The Resurrection of Christ was produced for the Marino Zorzi chapel in the mortuary church of San Michele di Murano in Venice. The Berlin State Museums state that this painting fit the theme of the location of the painting, as its patrons hoped to be reborn to life when the Last Judgment would arrive. It has previously been attributed to Cima da Conegliano, Previtali, Bartolomeo Veneto and Marco Basaiti, but the work was finally attributed to Bellini by Francesco Sansovino in 1581.

== Subject ==
The work Resurrection of Christ shows a historical significant moment, different from other Renaissance paintings at the time, and demonstrates a resurrected Christ who is hovering over the soldiers that Pilate assigned to guard. In addition to the soldiers, there is an undressed man, and other non-soldier spectators nearby, including a holy women and a shepherd. Rutherglen's analysis states Bellini includes a rising sun in the background of this painting to demonstrate a specific time of day. This aligns with religious Gospels that state Christ rose during an Easter morning during early dawn. The landscape includes a dark blue in the atmosphere as it transitions to grey and peach. However, Rutherglen notes in her analysis that some scholars, unnamed, have critiqued the use of the landscape, stating a "lack of compositional unity and symbolic heft."

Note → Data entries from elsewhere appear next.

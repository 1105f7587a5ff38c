use super::{color_type_for_channels, SIGNATURE};
use crate::crc32::crc32_parts;
use crate::error::{Error, Result};
use flate2::write::ZlibEncoder;
use flate2::Compression;
use std::io::Write;

fn write_chunk(out: &mut Vec<u8>, chunk_type: &[u8; 4], data: &[u8]) {
    out.extend_from_slice(&(data.len() as u32).to_be_bytes());
    out.extend_from_slice(chunk_type);
    out.extend_from_slice(data);
    out.extend_from_slice(&crc32_parts(chunk_type, data).to_be_bytes());
}

/// Build a single-IDAT PNG from already-filtered scanlines (§4.6).
///
/// `scanlines` is exactly [`crate::scanline::scanlines_len`] bytes: one
/// filter-type byte plus `width*channels` bytes per row, `height` rows.
pub fn write_png(
    width: u32,
    height: u32,
    channels: u32,
    scanlines: &[u8],
    level: i32,
) -> Result<Vec<u8>> {
    if width == 0 || height == 0 {
        return Err(Error::invalid("write_png: zero dimension"));
    }
    let color_type =
        color_type_for_channels(channels).ok_or_else(|| Error::invalid("write_png: unsupported channel count"))?;
    let expected = height as usize * (1 + width as usize * channels as usize);
    if scanlines.len() != expected {
        return Err(Error::invalid(format!(
            "write_png: scanline buffer is {} bytes, expected {}",
            scanlines.len(),
            expected
        )));
    }

    let level = level.clamp(0, 9) as u32;
    let mut encoder = ZlibEncoder::new(Vec::new(), Compression::new(level));
    encoder.write_all(scanlines).map_err(Error::Deflate)?;
    let idat = encoder.finish().map_err(Error::Deflate)?;

    let mut ihdr = Vec::with_capacity(13);
    ihdr.extend_from_slice(&width.to_be_bytes());
    ihdr.extend_from_slice(&height.to_be_bytes());
    ihdr.push(8); // bit depth
    ihdr.push(color_type);
    ihdr.push(0); // compression method
    ihdr.push(0); // filter method
    ihdr.push(0); // interlace method

    let mut out = Vec::with_capacity(8 + 25 + 12 + idat.len() + 12);
    out.extend_from_slice(&SIGNATURE);
    write_chunk(&mut out, b"IHDR", &ihdr);
    write_chunk(&mut out, b"IDAT", &idat);
    write_chunk(&mut out, b"IEND", &[]);
    Ok(out)
}

#[cfg(test)]
mod tests {
    use super::*;
    use crate::png::recompress::recompress_single;
    use crate::scanline::{build_scanlines, scanlines_len, Channels};

    #[test]
    fn written_png_parses_back_to_same_geometry_and_pixels() {
        let grey = vec![10u8, 20, 30, 40, 50, 60];
        let mut scanlines = vec![0u8; scanlines_len(3, 2, Channels::Rgb)];
        build_scanlines(&grey, 3, 2, 3, Channels::Rgb, &mut scanlines).unwrap();

        let png = write_png(3, 2, 3, &scanlines, 6).unwrap();
        assert_eq!(&png[0..8], &SIGNATURE);

        // Recompressing at the same level round-trips to the same scanlines.
        let recompressed = recompress_single(&png, 9).unwrap();
        let reinflated = inflate_idat_for_test(&recompressed);
        assert_eq!(reinflated, scanlines);
    }

    #[test]
    fn rejects_wrong_scanline_length() {
        assert!(write_png(3, 2, 3, &[0u8; 4], 6).is_err());
    }

    #[test]
    fn rejects_unsupported_channels() {
        let scanlines = vec![0u8; scanlines_len(1, 1, Channels::Grey)];
        assert!(write_png(1, 1, 7, &scanlines, 6).is_err());
    }

    fn inflate_idat_for_test(png: &[u8]) -> Vec<u8> {
        use flate2::read::ZlibDecoder;
        use std::io::Read;
        // Minimal re-parse for the test only: find the (single) IDAT chunk.
        let mut offset = 8usize;
        loop {
            let len = u32::from_be_bytes(png[offset..offset + 4].try_into().unwrap()) as usize;
            let chunk_type = &png[offset + 4..offset + 8];
            let data = &png[offset + 8..offset + 8 + len];
            if chunk_type == b"IDAT" {
                let mut decoder = ZlibDecoder::new(data);
                let mut out = Vec::new();
                decoder.read_to_end(&mut out).unwrap();
                return out;
            }
            offset += 8 + len + 4;
        }
    }
}
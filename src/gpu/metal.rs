//! Metal backend adapter (macOS only): probes the system Metal framework
//! for `MTLCreateSystemDefaultDevice`.

use super::opencl::probe_symbol;
use super::{Backend, ScanlineBackend};
use crate::error::{Error, Result};
use crate::scanline::Channels;

#[cfg(target_os = "macos")]
const CANDIDATES: &[&str] = &["/System/Library/Frameworks/Metal.framework/Metal"];
#[cfg(not(target_os = "macos"))]
const CANDIDATES: &[&str] = &[];

pub struct MetalBackend;

impl MetalBackend {
    pub fn new() -> Self {
        MetalBackend
    }
}

impl Default for MetalBackend {
    fn default() -> Self {
        Self::new()
    }
}

impl ScanlineBackend for MetalBackend {
    fn kind(&self) -> Backend {
        Backend::Metal
    }

    fn available(&self) -> bool {
        if cfg!(feature = "backend-metal") {
            !CANDIDATES.is_empty() && probe_symbol(CANDIDATES, "MTLCreateSystemDefaultDevice")
        } else {
            // Force-disabled at build time, matching the C build switch.
            false
        }
    }

    fn build_single(
        &self,
        _grey_pixels: &[u8],
        _src_width: u32,
        _height: u32,
        _out_width: u32,
        _channels: Channels,
        _out: &mut [u8],
    ) -> Result<()> {
        Err(Error::GpuKernel {
            backend: Backend::Metal,
            code: -1,
        })
    }
}
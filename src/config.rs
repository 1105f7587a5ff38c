//! Process-wide configuration (C15, ambient): small `OnceLock`/atomic
//! singletons mutated only through a dedicated single-writer setter, never a
//! bare `static mut` (§4.14/§5).

use std::sync::atomic::{AtomicBool, AtomicI32, Ordering};

static BATCH_THREADS: AtomicI32 = AtomicI32::new(0);
static RECOMPRESS_THREADS: AtomicI32 = AtomicI32::new(0);
static ANALYTICS_ENABLED: AtomicBool = AtomicBool::new(false);

/// Set the default thread count used by [`crate::pipeline`] batch calls when
/// no explicit `thread_count` argument is given. `0` restores auto-detect.
pub fn set_batch_threads(threads: i32) {
    BATCH_THREADS.store(threads, Ordering::Relaxed);
}

pub(crate) fn batch_threads_default() -> i32 {
    BATCH_THREADS.load(Ordering::Relaxed)
}

/// Set the default thread count used by [`crate::png::recompress_batch`]
/// when no explicit thread count is given.
pub fn set_recompress_threads(threads: i32) {
    RECOMPRESS_THREADS.store(threads, Ordering::Relaxed);
}

pub(crate) fn recompress_threads_default() -> i32 {
    RECOMPRESS_THREADS.load(Ordering::Relaxed)
}

/// Enable or disable per-thread analytics collection during batch calls.
pub fn set_batch_analytics(enabled: bool) {
    ANALYTICS_ENABLED.store(enabled, Ordering::Relaxed);
}

pub(crate) fn batch_analytics_enabled() -> bool {
    ANALYTICS_ENABLED.load(Ordering::Relaxed)
}

/// Hint the OS to lower (or restore) the current thread's scheduling
/// priority, so a caller can background a heavy batch call. Best-effort:
/// returns `Ok(false)` on platforms with no such hint (§5).
pub fn set_thread_background_priority(background: bool) -> std::io::Result<bool> {
    #[cfg(unix)]
    {
        let nice = if background { 10 } else { 0 };
        // SAFETY: setpriority with PRIO_PROCESS and pid 0 affects only the
        // calling thread's process-level niceness; no pointers involved.
        let result = unsafe { libc::setpriority(libc::PRIO_PROCESS, 0, nice) };
        if result == 0 {
            Ok(true)
        } else {
            Err(std::io::Error::last_os_error())
        }
    }
    #[cfg(not(unix))]
    {
        let _ = background;
        Ok(false)
    }
}

#[cfg(test)]
mod tests {
    use super::*;

    #[test]
    fn batch_thread_default_round_trips() {
        set_batch_threads(6);
        assert_eq!(batch_threads_default(), 6);
        set_batch_threads(0);
        assert_eq!(batch_threads_default(), 0);
    }

    #[test]
    fn analytics_flag_round_trips() {
        set_batch_analytics(true);
        assert!(batch_analytics_enabled());
        set_batch_analytics(false);
        assert!(!batch_analytics_enabled());
    }

    #[test]
    fn background_priority_hint_does_not_error_on_this_platform() {
        let result = set_thread_background_priority(true);
        assert!(result.is_ok());
        let _ = set_thread_background_priority(false);
    }
}
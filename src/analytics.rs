//! Last-batch readouts (C12): thread count, per-thread timings, backend
//! used, GPU attempt/success/fallback counters. Valid only until the next
//! batch call overwrites them (§4.11).

use crate::gpu::Backend;
use std::sync::{Mutex, OnceLock};
use std::time::Duration;

/// Per-worker timing breakdown, recorded only when analytics are enabled.
#[derive(Debug, Clone, Copy, Default)]
pub struct ThreadTiming {
    pub layers_processed: u32,
    pub decode_time: Duration,
    pub scanline_time: Duration,
    pub compress_time: Duration,
}

/// GPU attempt/success/fallback counters for one batch call.
#[derive(Debug, Clone, Copy, Default)]
pub struct GpuCounters {
    pub attempts: u32,
    pub successes: u32,
    pub fallbacks: u32,
    pub last_cuda_error: i32,
}

impl GpuCounters {
    pub(crate) fn record_attempt(&mut self) {
        self.attempts += 1;
    }

    pub(crate) fn record_success(&mut self) {
        self.successes += 1;
    }

    pub(crate) fn record_fallback(&mut self, cuda_error: i32) {
        self.fallbacks += 1;
        self.last_cuda_error = cuda_error;
    }
}

/// A full snapshot of the most recently completed batch call.
#[derive(Debug, Clone, Default)]
pub struct BatchSnapshot {
    pub thread_count: u32,
    pub backend: Option<Backend>,
    pub gpu: GpuCounters,
    pub phased_mega_batch_ok: bool,
    pub per_thread: Vec<ThreadTiming>,
}

fn last_snapshot() -> &'static Mutex<BatchSnapshot> {
    static SNAPSHOT: OnceLock<Mutex<BatchSnapshot>> = OnceLock::new();
    SNAPSHOT.get_or_init(|| Mutex::new(BatchSnapshot::default()))
}

/// Replace the process-wide last-batch snapshot. Called once by each batch
/// pipeline after it finishes (success or failure leaves the prior snapshot
/// untouched — only a completed batch publishes a new one).
pub(crate) fn publish(snapshot: BatchSnapshot) {
    *last_snapshot().lock().unwrap() = snapshot;
}

/// Read the most recent batch's analytics snapshot.
pub fn last_batch_analytics() -> BatchSnapshot {
    last_snapshot().lock().unwrap().clone()
}

/// Convenience readout: `(backend, attempts, successes, fallbacks, last_cuda_error)`.
pub fn last_batch_backend_stats() -> (Option<Backend>, u32, u32, u32, i32) {
    let snapshot = last_batch_analytics();
    (
        snapshot.backend,
        snapshot.gpu.attempts,
        snapshot.gpu.successes,
        snapshot.gpu.fallbacks,
        snapshot.gpu.last_cuda_error,
    )
}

According to the Bible, after Resurrection, Christ ate broiled fish and told his followers to verify his resurrection by seeing Christ and touching Christ. However, Christ also "vanished from their sight" and told Mary Magdalen to not touch him, which may be seen as "conflicting reports" and Bellini also incorporates this into his work. In Bellini's work, Christ is depicted to float in the air, but also may be seen as being upheld by the tower in the landscape below him; in this way, Bellini also captured both sides of the conflicting reports as shown in the Bible. Giulio Cantalamessa noted how Bellini showed this in his work, stating it looks like Christ is defying gravity, however, Christ's legs also appear to be supported firmly, as if there was an imaginary pedestal underneath him.

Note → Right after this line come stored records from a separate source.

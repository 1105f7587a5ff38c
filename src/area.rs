//! 8-connected flood-fill island statistics over a decoded greyscale layer.

use crate::error::{Error, Result};
use smallvec::SmallVec;

/// Most islands in a resin layer mask are small blobs; inline a handful of
/// flood-fill frontier pixels before the stack spills to the heap.
const STACK_INLINE_CAPACITY: usize = 32;

/// Aggregated solid-area statistics for one layer.
///
/// Invariant: `area_count == 0` implies every other field is zero (see
/// [`AreaStats::default`]).
#[derive(Debug, Clone, Copy, PartialEq)]
pub struct AreaStats {
    pub total_solid_area: f64,
    pub largest_area: f64,
    pub smallest_area: f64,
    pub min_x: u32,
    pub min_y: u32,
    pub max_x: u32,
    pub max_y: u32,
    pub area_count: u32,
}

impl Default for AreaStats {
    fn default() -> Self {
        AreaStats {
            total_solid_area: 0.0,
            largest_area: 0.0,
            smallest_area: 0.0,
            min_x: 0,
            min_y: 0,
            max_x: 0,
            max_y: 0,
            area_count: 0,
        }
    }
}

const NEIGHBOURS: [(i32, i32); 8] = [
    (-1, -1),
    (0, -1),
    (1, -1),
    (-1, 0),
    (1, 0),
    (-1, 1),
    (0, 1),
    (1, 1),
];

/// A packed bitset over `width * height` pixel indices, one bit per pixel.
struct VisitedSet {
    words: Vec<u64>,
}

impl VisitedSet {
    fn new(pixel_count: usize) -> Self {
        VisitedSet {
            words: vec![0u64; pixel_count.div_ceil(64)],
        }
    }

    #[inline]
    fn is_visited(&self, idx: usize) -> bool {
        self.words[idx >> 6] & (1u64 << (idx & 63)) != 0
    }

    #[inline]
    fn mark(&mut self, idx: usize) {
        self.words[idx >> 6] |= 1u64 << (idx & 63);
    }
}

/// Compute 8-connected island statistics for a decoded greyscale layer.
///
/// `pixels` is row-major, `width * height` bytes; a pixel is solid iff it is
/// nonzero. `x_pixel_size_mm` / `y_pixel_size_mm` convert a pixel count into
/// physical area.
pub fn compute_area_stats(
    pixels: &[u8],
    width: u32,
    height: u32,
    x_pixel_size_mm: f64,
    y_pixel_size_mm: f64,
) -> Result<AreaStats> {
    if width == 0 || height == 0 {
        return Err(Error::invalid("compute_area_stats: zero dimension"));
    }
    let pixel_count = width as usize * height as usize;
    if pixels.len() != pixel_count {
        return Err(Error::invalid(format!(
            "compute_area_stats: pixel buffer length {} does not match {}x{}",
            pixels.len(),
            width,
            height
        )));
    }

    let pixel_area = x_pixel_size_mm * y_pixel_size_mm;
    let mut visited = VisitedSet::new(pixel_count);
    let mut stack: SmallVec<[(u32, u32); STACK_INLINE_CAPACITY]> = SmallVec::new();

    let mut stats = AreaStats::default();
    let mut min_x = width;
    let mut min_y = height;
    let mut max_x = 0u32;
    let mut max_y = 0u32;

    for y in 0..height {
        let row = y as usize * width as usize;
        for x in 0..width {
            let root_idx = row + x as usize;
            if pixels[root_idx] == 0 || visited.is_visited(root_idx) {
                continue;
            }

            let mut island_pixels: u64 = 0;
            stack.clear();
            stack.push((x, y));
            visited.mark(root_idx);
            island_pixels += 1;
            min_x = min_x.min(x);
            max_x = max_x.max(x);
            min_y = min_y.min(y);
            max_y = max_y.max(y);

            while let Some((cx, cy)) = stack.pop() {
                for (dx, dy) in NEIGHBOURS {
                    let nx = cx as i64 + dx as i64;
                    let ny = cy as i64 + dy as i64;
                    if nx < 0 || ny < 0 || nx >= width as i64 || ny >= height as i64 {
                        continue;
                    }
                    let (nx, ny) = (nx as u32, ny as u32);
                    let n_idx = ny as usize * width as usize + nx as usize;
                    if pixels[n_idx] == 0 || visited.is_visited(n_idx) {
                        continue;
                    }

                    visited.mark(n_idx);
                    stack.push((nx, ny));
                    island_pixels += 1;

                    min_x = min_x.min(nx);
                    max_x = max_x.max(nx);
                    min_y = min_y.min(ny);
                    max_y = max_y.max(ny);
                }
            }

            let island_area = island_pixels as f64 * pixel_area;
            stats.total_solid_area += island_area;
            if island_area > stats.largest_area {
                stats.largest_area = island_area;
            }
            // First island wins ties: only replace `smallest_area` while
            // this is the first island seen, or a strictly smaller one.
            if stats.area_count == 0 || island_area < stats.smallest_area {
                stats.smallest_area = island_area;
            }
            stats.area_count += 1;
        }
    }

    if stats.area_count == 0 {
        return Ok(AreaStats::default());
    }

    stats.min_x = min_x;
    stats.min_y = min_y;
    stats.max_x = max_x;
    stats.max_y = max_y;
    Ok(stats)
}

The Renaissance of Christ was acquired by the Gemäldegalerie, Berlin in 1903 and a full restoration shortly afterwards confirmed its attribution to Bellini. However, the trouble that the scriptural lacuna faced was that the Resurrection has developed into the Christian art theme, much later than the incarnation episodes which included Baptism and Nativity.

== Analysis ==
The work of the Resurrection of Christ is stated to be influenced by another Italian Renaissance artist, Antonello de Messina. The Resurrection of Christ is influenced from de Messina through the use of oils in this work. The Resurrection of Christ is stated to be the earliest of Bellini's work from this influence. This work, along with other Bellini works, have not been documented in a business transaction between 1470 and 1513, while some of Bellini's later works include a date inscribed directly on the paintings, which also contributes to the broad range of dates this painting could be from.

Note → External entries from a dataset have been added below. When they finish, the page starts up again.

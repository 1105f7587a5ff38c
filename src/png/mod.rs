//! PNG container support: writing a fresh single-IDAT file from already-built
//! scanlines, and recompressing the IDAT payload of an existing PNG at a
//! different zlib level.

mod recompress;
mod writer;

pub use recompress::{recompress_batch, recompress_single};
pub use writer::write_png;

pub(crate) const SIGNATURE: [u8; 8] = [0x89, 0x50, 0x4E, 0x47, 0x0D, 0x0A, 0x1A, 0x0A];

/// Colour type byte for IHDR, given an output channel count.
pub(crate) fn color_type_for_channels(channels: u32) -> Option<u8> {
    match channels {
        1 => Some(0),
        2 => Some(4),
        3 => Some(2),
        4 => Some(6),
        _ => None,
    }
}

/// Inverse of [`color_type_for_channels`], as used when parsing an existing
/// PNG's IHDR chunk during recompression.
pub(crate) fn channels_for_color_type(color_type: u8) -> Option<u32> {
    match color_type {
        0 => Some(1),
        2 => Some(3),
        4 => Some(2),
        6 => Some(4),
        _ => None,
    }
}

fn read_u32_be(bytes: &[u8]) -> u32 {
    u32::from_be_bytes([bytes[0], bytes[1], bytes[2], bytes[3]])
}

/// A parsed view into one PNG chunk: `(chunk_type, data, whole_chunk_end_offset)`.
struct ChunkCursor<'a> {
    data: &'a [u8],
    offset: usize,
}

impl<'a> ChunkCursor<'a> {
    fn new(data: &'a [u8]) -> Self {
        ChunkCursor { data, offset: 8 }
    }
}

impl<'a> Iterator for ChunkCursor<'a> {
    type Item = Option<(&'a [u8; 4], &'a [u8])>;

    fn next(&mut self) -> Option<Self::Item> {
        if self.offset + 8 > self.data.len() {
            return None;
        }
        let len = read_u32_be(&self.data[self.offset..]) as usize;
        let data_start = self.offset + 8;
        let data_end = data_start.checked_add(len)?;
        let crc_end = data_end.checked_add(4)?;
        if crc_end > self.data.len() {
            return Some(None); // truncated chunk: caller treats as malformed
        }
        let chunk_type: &[u8; 4] = self.data[self.offset + 4..data_start].try_into().ok()?;
        let chunk_data = &self.data[data_start..data_end];
        self.offset = crc_end;
        Some(Some((chunk_type, chunk_data)))
    }
}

Bellini did not have an abundance of source content when creating the Resurrection of Christ. In the Gospels, the resurrection of Jesus is not thoroughly described, but is stated that one of more holy women visited the sepulcher on Easter Sunday after Jesus's crucifixion and the holy women noted Jesus was not there and he has risen. Carlo Ridolfi noted that Bellini also symbolizes the discovery of the resurrection because Bellini includes the Maries that are approaching the cave through the countryside that is featured in the background. The countryside village that is depicted has been described before as a view of Monselice, near Padua. However, although Bellini painted realistic components and landscape, the Berlin State Museums broadly notes some scholars state this is showing no specific location at all, although it is not noted which scholars have stated this.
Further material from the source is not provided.